TASK: Only a number is wanted: how many lines in the listing contain the word "geometry"?

● ● ● ● ● ● ●

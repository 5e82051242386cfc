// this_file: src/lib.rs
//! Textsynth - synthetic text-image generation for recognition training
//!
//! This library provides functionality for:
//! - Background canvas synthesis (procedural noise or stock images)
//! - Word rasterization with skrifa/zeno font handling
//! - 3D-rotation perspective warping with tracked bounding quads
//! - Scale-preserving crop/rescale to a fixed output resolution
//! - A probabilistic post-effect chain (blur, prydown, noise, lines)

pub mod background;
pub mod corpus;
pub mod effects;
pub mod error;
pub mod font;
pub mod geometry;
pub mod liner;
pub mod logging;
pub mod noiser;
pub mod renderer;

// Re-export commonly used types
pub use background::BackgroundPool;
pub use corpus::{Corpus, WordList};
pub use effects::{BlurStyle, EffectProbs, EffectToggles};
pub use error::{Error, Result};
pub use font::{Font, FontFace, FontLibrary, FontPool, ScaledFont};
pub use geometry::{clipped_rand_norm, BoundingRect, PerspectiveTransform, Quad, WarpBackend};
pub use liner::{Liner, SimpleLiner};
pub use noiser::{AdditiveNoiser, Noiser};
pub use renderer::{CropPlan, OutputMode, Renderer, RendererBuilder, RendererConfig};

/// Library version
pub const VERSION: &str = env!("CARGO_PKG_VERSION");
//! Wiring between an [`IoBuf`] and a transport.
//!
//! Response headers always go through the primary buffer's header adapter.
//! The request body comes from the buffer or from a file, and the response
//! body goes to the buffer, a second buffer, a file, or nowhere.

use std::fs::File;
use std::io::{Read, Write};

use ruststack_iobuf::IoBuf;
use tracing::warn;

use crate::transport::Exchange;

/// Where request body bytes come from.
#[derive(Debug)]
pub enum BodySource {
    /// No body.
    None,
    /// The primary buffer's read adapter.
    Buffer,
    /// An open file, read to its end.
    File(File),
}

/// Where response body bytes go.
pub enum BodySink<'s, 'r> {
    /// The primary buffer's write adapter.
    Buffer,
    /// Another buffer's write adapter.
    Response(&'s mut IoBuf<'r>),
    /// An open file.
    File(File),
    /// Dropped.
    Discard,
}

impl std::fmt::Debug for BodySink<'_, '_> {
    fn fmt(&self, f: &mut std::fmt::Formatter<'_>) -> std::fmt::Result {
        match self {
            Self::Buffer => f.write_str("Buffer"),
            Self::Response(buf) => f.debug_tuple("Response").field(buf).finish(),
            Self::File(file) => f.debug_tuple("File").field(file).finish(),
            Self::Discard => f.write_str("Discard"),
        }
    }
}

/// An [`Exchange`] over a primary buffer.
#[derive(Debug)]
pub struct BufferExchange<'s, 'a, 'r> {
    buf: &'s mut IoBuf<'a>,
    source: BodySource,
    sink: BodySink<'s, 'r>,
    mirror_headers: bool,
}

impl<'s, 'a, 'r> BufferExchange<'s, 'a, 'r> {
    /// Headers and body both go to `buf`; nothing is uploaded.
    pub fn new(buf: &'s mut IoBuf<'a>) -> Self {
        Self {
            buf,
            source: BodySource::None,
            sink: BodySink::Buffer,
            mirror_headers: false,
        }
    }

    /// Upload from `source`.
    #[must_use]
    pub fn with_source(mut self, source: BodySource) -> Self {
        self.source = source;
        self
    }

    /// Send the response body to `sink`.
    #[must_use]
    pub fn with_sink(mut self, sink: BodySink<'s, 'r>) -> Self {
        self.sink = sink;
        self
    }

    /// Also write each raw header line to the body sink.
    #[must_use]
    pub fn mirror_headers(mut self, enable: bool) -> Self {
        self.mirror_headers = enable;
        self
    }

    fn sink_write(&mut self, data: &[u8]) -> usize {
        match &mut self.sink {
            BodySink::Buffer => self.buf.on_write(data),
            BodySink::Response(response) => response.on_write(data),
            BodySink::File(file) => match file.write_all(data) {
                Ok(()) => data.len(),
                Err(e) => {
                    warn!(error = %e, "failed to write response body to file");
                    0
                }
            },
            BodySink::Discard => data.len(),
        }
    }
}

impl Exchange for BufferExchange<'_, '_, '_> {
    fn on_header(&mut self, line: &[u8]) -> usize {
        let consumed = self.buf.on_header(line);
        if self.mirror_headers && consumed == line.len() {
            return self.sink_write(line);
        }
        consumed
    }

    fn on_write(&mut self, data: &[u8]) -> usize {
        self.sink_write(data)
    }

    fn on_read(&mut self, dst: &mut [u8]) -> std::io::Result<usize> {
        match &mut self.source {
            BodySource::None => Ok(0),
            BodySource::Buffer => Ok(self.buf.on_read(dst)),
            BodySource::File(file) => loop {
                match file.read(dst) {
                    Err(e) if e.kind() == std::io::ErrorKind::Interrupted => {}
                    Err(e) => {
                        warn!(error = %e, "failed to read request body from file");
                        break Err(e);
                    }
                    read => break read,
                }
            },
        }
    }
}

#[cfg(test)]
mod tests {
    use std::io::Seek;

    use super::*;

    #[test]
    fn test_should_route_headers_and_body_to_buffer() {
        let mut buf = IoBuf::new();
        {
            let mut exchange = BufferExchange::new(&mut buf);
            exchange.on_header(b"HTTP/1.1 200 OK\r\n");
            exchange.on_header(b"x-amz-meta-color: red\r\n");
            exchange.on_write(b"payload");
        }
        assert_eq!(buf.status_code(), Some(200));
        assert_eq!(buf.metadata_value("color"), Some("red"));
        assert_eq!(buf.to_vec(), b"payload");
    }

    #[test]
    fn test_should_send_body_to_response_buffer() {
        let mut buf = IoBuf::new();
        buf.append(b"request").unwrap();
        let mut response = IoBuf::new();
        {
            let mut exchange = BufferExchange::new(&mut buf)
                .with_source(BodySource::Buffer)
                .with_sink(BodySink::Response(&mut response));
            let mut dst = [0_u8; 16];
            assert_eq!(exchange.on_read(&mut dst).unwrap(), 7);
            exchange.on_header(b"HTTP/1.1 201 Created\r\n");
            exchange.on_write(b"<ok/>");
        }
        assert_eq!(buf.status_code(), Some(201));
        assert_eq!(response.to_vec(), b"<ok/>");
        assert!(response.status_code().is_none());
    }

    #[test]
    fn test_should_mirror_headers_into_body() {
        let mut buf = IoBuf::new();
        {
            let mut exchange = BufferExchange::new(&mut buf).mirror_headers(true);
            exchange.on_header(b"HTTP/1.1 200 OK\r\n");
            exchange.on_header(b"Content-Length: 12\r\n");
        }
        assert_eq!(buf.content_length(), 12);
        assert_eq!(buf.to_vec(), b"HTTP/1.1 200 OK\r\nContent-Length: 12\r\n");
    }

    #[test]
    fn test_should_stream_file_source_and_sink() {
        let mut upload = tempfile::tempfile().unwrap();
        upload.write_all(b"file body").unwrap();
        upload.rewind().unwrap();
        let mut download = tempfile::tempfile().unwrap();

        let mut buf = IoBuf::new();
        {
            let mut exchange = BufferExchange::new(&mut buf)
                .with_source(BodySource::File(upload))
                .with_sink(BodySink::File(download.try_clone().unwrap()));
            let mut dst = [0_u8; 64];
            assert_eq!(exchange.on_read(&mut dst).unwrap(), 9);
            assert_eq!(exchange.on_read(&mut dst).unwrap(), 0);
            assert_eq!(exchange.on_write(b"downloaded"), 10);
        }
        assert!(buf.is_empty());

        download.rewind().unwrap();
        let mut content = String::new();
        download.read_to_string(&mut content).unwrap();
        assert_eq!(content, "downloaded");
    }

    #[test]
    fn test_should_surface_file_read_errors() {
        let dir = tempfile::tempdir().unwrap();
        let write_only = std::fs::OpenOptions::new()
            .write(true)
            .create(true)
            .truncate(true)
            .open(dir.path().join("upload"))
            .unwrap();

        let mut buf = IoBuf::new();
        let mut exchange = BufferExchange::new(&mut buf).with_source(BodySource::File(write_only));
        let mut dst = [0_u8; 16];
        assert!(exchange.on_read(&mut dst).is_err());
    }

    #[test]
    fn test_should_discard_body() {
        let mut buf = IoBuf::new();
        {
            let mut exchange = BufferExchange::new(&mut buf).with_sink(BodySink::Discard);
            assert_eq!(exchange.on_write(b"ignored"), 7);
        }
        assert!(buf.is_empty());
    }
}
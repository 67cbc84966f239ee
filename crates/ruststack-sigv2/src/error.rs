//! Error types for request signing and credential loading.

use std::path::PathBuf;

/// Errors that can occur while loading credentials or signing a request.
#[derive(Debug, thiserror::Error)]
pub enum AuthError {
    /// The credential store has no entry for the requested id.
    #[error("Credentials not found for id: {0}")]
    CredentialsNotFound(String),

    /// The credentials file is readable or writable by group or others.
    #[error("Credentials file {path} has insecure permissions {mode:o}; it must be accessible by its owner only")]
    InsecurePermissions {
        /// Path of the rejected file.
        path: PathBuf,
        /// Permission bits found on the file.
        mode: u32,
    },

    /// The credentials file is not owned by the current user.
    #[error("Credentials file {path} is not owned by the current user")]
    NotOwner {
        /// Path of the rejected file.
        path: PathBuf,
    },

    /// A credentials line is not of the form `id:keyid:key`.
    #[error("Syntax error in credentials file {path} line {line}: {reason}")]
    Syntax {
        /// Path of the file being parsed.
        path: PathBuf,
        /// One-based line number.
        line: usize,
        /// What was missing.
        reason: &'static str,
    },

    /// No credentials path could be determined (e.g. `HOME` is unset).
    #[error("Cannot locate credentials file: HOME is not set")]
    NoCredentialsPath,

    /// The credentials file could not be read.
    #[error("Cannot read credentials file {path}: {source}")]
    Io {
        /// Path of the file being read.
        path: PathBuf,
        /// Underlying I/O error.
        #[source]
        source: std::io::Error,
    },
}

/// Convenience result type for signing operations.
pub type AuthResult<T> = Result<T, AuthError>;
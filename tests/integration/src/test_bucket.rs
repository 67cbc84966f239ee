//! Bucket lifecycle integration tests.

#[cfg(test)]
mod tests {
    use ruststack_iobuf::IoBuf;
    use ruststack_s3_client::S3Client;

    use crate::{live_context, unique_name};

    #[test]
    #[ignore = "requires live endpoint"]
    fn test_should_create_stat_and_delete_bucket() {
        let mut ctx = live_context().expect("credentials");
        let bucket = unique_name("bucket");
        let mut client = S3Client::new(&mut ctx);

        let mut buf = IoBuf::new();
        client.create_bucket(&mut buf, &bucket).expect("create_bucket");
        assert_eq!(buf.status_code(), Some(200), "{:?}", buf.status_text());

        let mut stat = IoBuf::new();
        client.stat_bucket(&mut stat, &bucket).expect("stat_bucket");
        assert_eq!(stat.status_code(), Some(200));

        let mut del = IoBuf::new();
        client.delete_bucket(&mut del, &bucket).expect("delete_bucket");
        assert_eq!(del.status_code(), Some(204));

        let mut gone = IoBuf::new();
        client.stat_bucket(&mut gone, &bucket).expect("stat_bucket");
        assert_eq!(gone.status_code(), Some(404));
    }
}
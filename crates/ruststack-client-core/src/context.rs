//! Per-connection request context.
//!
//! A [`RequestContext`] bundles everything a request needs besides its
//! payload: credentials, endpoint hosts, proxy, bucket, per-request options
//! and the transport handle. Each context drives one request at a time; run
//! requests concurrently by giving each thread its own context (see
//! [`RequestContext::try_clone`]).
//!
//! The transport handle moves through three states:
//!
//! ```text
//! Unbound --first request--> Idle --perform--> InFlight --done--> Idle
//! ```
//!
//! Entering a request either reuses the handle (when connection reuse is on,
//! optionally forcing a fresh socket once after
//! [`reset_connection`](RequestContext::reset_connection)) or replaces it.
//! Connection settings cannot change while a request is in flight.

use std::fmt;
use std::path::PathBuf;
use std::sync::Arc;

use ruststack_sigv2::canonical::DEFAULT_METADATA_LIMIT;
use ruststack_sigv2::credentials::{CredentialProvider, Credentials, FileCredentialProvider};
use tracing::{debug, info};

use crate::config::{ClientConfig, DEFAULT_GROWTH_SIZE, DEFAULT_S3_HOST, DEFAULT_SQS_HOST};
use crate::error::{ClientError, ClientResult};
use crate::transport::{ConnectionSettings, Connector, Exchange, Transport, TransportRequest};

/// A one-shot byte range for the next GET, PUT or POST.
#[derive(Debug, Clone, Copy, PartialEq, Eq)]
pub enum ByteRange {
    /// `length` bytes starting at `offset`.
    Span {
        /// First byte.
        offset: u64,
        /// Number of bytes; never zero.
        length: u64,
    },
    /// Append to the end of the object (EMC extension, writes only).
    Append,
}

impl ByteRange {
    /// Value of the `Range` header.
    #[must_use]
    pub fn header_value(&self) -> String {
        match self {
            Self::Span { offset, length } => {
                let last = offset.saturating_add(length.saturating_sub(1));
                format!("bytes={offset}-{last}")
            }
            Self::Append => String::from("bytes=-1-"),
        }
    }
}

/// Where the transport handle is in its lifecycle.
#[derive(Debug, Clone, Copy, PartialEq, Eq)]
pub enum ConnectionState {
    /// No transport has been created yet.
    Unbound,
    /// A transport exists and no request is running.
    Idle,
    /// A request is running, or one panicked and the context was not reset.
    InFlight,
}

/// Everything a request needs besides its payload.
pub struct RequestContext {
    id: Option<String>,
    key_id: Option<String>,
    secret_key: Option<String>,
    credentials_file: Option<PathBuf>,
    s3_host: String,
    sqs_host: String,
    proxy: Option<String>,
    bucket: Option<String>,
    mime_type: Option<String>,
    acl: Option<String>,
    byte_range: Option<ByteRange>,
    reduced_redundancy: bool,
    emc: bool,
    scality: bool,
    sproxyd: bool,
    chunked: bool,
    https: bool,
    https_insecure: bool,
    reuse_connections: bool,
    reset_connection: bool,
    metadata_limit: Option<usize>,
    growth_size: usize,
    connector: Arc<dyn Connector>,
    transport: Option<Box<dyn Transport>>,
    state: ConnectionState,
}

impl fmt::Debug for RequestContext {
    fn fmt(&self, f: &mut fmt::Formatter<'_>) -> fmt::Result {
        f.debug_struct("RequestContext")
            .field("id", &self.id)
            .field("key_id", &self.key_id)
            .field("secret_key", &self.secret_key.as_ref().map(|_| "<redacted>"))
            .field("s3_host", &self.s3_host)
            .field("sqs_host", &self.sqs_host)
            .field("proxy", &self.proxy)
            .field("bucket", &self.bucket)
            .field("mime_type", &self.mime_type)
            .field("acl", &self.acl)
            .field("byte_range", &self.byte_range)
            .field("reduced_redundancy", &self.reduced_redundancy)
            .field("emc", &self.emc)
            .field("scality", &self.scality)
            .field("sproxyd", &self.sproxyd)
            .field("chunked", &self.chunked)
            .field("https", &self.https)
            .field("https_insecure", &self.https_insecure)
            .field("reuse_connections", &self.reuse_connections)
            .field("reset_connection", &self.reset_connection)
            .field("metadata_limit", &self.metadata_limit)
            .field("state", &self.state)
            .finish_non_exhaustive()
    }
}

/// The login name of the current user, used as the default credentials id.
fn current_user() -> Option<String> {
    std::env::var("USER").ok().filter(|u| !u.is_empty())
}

● ● ● ● ● ● ●

COMPLETED TASK: 2